**EXERCISE DETAILS:** Determine how many lines in the listing contain the string "message"; respond with the number alone.

**DATA UNDER STUDY:**

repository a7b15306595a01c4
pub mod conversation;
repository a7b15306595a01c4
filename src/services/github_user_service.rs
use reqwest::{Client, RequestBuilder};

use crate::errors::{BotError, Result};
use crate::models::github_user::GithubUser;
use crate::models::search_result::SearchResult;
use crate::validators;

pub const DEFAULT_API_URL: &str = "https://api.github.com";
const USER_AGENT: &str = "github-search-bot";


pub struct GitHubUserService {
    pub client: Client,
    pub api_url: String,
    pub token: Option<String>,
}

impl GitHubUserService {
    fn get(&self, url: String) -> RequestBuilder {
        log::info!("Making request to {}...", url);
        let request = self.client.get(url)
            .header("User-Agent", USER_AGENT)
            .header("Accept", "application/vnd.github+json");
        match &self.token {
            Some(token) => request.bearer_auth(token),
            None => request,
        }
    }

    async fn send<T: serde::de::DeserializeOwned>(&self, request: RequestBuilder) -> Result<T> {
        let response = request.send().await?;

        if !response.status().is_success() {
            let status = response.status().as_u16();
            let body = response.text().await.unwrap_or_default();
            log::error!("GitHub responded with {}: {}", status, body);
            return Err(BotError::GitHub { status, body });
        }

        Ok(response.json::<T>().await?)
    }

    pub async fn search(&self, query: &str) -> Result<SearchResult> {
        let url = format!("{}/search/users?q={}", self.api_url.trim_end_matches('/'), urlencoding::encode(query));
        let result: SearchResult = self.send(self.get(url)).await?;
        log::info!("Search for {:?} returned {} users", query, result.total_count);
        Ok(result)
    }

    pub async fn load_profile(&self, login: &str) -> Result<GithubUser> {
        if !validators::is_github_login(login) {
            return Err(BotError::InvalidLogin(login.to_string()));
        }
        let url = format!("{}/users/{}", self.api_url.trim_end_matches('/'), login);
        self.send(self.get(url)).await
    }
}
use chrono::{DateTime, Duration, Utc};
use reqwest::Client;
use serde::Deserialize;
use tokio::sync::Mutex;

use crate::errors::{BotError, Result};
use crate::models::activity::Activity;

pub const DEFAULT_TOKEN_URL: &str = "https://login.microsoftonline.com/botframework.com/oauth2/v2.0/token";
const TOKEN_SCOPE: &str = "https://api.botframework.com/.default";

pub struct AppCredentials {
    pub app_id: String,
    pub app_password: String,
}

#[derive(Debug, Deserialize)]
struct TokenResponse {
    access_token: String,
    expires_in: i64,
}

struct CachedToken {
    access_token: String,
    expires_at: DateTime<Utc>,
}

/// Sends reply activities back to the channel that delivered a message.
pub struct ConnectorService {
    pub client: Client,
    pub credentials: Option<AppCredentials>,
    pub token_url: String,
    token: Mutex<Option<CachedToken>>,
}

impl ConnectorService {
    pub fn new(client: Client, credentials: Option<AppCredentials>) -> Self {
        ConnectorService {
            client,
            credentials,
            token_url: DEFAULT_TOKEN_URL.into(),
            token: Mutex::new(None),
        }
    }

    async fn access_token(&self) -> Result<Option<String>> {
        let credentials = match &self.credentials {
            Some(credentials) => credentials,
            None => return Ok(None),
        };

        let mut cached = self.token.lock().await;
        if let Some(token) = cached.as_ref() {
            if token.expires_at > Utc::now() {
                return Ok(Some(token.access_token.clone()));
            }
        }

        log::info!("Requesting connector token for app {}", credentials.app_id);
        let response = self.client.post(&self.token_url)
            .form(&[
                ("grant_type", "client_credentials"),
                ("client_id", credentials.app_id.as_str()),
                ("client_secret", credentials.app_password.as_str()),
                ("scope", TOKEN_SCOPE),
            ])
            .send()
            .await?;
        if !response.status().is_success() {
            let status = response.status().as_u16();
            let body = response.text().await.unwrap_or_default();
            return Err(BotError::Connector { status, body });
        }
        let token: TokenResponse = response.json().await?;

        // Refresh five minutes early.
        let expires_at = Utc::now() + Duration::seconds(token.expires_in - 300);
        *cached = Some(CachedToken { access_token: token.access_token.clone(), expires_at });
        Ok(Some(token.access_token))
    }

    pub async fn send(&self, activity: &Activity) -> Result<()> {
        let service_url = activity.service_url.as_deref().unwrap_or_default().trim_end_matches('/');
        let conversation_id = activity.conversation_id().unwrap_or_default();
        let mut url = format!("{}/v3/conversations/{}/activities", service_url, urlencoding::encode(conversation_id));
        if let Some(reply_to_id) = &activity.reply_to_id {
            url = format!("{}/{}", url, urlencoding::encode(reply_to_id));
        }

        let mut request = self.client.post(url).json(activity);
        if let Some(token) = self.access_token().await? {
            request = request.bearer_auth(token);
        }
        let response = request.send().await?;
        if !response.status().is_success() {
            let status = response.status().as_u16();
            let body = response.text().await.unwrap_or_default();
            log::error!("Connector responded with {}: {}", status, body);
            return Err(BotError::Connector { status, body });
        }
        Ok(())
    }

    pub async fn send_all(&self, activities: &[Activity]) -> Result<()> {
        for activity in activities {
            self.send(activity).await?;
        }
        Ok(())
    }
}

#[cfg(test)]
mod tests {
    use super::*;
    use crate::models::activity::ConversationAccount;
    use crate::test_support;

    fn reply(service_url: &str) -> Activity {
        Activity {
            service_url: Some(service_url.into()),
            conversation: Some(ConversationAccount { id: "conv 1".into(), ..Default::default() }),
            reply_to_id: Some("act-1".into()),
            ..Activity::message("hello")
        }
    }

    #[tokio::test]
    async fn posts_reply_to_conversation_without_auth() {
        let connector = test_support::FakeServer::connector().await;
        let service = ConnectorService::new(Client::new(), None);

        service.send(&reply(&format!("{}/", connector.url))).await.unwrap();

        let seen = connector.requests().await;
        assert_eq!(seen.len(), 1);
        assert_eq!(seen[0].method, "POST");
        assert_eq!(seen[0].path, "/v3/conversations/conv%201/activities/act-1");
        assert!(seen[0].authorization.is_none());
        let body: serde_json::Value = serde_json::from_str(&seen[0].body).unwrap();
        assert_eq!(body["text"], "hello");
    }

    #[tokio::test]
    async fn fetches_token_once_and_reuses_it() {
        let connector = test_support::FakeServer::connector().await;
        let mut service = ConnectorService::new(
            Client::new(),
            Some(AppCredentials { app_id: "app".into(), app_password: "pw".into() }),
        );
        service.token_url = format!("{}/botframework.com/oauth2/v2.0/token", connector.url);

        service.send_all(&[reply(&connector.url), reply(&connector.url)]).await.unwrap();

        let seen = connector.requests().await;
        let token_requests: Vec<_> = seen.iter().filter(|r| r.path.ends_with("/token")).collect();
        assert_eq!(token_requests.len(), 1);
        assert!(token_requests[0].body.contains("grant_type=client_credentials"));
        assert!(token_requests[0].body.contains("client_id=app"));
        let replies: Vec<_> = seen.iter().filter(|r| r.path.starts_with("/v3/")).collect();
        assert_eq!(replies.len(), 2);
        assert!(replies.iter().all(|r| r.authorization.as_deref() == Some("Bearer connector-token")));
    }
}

**PROBLEM SOLUTION:** 2